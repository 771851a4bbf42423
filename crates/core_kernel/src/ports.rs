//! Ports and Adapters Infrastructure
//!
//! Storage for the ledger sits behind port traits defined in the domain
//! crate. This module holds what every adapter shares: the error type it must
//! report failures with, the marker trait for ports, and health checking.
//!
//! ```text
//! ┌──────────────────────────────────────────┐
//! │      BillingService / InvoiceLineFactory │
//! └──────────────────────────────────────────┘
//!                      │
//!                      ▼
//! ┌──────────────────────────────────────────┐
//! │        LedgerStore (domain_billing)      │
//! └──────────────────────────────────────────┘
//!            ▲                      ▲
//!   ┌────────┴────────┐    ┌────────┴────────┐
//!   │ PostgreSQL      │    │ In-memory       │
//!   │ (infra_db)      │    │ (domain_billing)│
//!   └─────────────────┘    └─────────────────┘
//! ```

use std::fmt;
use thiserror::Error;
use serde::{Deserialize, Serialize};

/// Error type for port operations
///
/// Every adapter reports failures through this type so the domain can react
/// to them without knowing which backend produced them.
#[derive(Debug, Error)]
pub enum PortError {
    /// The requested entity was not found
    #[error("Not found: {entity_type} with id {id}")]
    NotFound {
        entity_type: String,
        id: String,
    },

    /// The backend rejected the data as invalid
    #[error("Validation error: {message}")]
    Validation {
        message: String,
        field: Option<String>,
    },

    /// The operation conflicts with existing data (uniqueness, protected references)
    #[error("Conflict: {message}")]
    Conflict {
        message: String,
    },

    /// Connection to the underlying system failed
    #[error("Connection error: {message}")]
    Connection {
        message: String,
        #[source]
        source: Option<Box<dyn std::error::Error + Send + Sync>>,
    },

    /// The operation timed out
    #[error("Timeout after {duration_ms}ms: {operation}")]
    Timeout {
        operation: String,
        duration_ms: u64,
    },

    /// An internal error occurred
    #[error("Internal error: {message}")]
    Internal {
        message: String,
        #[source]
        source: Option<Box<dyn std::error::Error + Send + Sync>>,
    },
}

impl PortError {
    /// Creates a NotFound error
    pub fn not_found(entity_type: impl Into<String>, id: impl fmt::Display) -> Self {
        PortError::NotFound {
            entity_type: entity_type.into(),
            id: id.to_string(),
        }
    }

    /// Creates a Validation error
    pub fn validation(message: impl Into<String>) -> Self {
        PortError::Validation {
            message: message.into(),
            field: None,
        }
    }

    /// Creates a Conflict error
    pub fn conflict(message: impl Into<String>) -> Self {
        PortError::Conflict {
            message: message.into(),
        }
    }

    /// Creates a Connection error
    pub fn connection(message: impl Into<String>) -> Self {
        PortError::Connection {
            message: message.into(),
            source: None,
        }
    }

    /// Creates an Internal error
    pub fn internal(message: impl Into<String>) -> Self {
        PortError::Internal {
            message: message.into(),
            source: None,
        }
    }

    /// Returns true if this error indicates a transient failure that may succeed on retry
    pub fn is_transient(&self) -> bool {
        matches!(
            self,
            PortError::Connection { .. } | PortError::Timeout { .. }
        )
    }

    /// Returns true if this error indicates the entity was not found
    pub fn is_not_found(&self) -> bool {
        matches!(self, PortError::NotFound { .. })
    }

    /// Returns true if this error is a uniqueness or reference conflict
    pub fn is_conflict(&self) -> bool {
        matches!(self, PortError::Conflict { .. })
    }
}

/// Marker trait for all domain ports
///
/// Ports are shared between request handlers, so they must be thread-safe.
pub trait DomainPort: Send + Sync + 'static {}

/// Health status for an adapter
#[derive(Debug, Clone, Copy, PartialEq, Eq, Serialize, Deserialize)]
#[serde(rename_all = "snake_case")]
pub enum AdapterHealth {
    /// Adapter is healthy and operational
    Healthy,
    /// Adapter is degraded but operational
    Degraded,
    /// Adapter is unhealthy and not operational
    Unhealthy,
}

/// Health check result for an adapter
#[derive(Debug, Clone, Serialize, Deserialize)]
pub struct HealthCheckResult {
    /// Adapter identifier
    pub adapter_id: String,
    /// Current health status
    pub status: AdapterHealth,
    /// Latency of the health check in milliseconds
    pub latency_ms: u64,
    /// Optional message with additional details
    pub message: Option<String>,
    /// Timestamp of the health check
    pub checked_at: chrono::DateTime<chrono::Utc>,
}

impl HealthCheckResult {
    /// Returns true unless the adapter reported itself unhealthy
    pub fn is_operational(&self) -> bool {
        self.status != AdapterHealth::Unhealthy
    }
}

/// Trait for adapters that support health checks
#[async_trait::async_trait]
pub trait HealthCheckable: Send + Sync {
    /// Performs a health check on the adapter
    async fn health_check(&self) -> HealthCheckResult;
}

...

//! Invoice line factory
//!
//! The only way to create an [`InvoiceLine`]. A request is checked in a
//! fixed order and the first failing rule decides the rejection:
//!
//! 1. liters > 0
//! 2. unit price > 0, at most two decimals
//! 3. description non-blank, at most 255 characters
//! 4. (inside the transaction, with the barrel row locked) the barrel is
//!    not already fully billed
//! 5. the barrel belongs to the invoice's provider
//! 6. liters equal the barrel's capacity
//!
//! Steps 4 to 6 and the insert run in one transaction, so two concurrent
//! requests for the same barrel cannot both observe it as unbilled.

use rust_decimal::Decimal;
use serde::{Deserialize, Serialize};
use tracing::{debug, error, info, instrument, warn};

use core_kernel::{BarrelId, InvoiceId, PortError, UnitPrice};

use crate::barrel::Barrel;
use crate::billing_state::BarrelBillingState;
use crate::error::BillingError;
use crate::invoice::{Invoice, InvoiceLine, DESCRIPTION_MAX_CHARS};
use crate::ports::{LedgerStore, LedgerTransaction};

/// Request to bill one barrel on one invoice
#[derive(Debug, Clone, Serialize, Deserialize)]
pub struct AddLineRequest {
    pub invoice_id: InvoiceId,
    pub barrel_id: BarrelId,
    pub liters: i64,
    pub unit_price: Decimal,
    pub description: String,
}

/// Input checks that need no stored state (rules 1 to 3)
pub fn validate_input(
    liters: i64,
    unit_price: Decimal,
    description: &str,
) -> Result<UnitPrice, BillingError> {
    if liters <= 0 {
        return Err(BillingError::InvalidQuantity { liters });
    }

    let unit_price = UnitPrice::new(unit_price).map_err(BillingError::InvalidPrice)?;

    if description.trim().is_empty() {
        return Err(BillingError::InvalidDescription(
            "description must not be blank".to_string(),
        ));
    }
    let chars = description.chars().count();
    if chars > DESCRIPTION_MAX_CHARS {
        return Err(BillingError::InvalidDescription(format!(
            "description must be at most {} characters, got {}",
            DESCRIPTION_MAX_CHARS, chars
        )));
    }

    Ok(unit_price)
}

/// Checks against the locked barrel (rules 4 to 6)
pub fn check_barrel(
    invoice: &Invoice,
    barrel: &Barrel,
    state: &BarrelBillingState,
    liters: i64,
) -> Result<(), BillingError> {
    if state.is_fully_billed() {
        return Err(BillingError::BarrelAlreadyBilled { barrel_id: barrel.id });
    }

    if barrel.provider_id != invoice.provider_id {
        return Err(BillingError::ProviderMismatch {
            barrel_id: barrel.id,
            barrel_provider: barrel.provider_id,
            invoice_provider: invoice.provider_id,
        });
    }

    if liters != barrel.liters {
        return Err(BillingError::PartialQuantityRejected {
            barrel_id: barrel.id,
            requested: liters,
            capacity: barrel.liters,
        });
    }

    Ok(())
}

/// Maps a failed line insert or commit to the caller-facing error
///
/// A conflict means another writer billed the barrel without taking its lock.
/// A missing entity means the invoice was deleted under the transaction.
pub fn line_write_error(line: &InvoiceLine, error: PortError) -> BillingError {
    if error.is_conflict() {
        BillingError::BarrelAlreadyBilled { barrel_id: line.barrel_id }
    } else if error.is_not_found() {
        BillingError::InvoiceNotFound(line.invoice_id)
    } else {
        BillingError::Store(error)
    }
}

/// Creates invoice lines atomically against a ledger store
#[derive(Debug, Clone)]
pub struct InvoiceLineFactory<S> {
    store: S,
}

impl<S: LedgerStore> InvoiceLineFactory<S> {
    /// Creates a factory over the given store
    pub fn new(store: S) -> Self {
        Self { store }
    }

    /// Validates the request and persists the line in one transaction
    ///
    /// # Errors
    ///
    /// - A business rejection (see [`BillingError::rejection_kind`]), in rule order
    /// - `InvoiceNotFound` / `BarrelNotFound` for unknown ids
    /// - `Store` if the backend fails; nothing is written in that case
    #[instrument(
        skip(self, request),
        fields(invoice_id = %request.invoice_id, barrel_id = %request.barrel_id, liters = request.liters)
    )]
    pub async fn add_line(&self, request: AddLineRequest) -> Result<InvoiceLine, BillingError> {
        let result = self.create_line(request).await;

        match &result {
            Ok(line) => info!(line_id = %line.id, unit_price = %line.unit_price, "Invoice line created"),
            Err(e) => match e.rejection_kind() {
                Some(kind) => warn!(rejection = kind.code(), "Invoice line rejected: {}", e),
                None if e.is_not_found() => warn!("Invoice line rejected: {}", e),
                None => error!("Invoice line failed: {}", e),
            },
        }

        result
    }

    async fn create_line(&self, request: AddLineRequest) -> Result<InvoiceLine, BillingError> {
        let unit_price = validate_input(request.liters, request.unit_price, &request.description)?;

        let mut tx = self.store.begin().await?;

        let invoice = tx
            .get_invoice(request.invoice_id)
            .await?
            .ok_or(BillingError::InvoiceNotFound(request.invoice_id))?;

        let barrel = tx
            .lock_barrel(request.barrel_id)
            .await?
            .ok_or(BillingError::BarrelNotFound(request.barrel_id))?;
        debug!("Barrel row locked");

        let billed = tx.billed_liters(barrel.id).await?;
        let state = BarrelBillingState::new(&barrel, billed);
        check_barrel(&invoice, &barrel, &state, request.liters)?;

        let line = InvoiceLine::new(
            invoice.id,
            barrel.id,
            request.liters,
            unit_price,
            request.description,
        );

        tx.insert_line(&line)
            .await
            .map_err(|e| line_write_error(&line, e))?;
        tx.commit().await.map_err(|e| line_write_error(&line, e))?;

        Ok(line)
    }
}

WHAT IS EXPECTED ▸
Lines with "BarrelBillingState": find them in the data and copy each one.

ANSWER AREA ▸
use crate::billing_state::BarrelBillingState;
    state: &BarrelBillingState,
        let state = BarrelBillingState::new(&barrel, billed);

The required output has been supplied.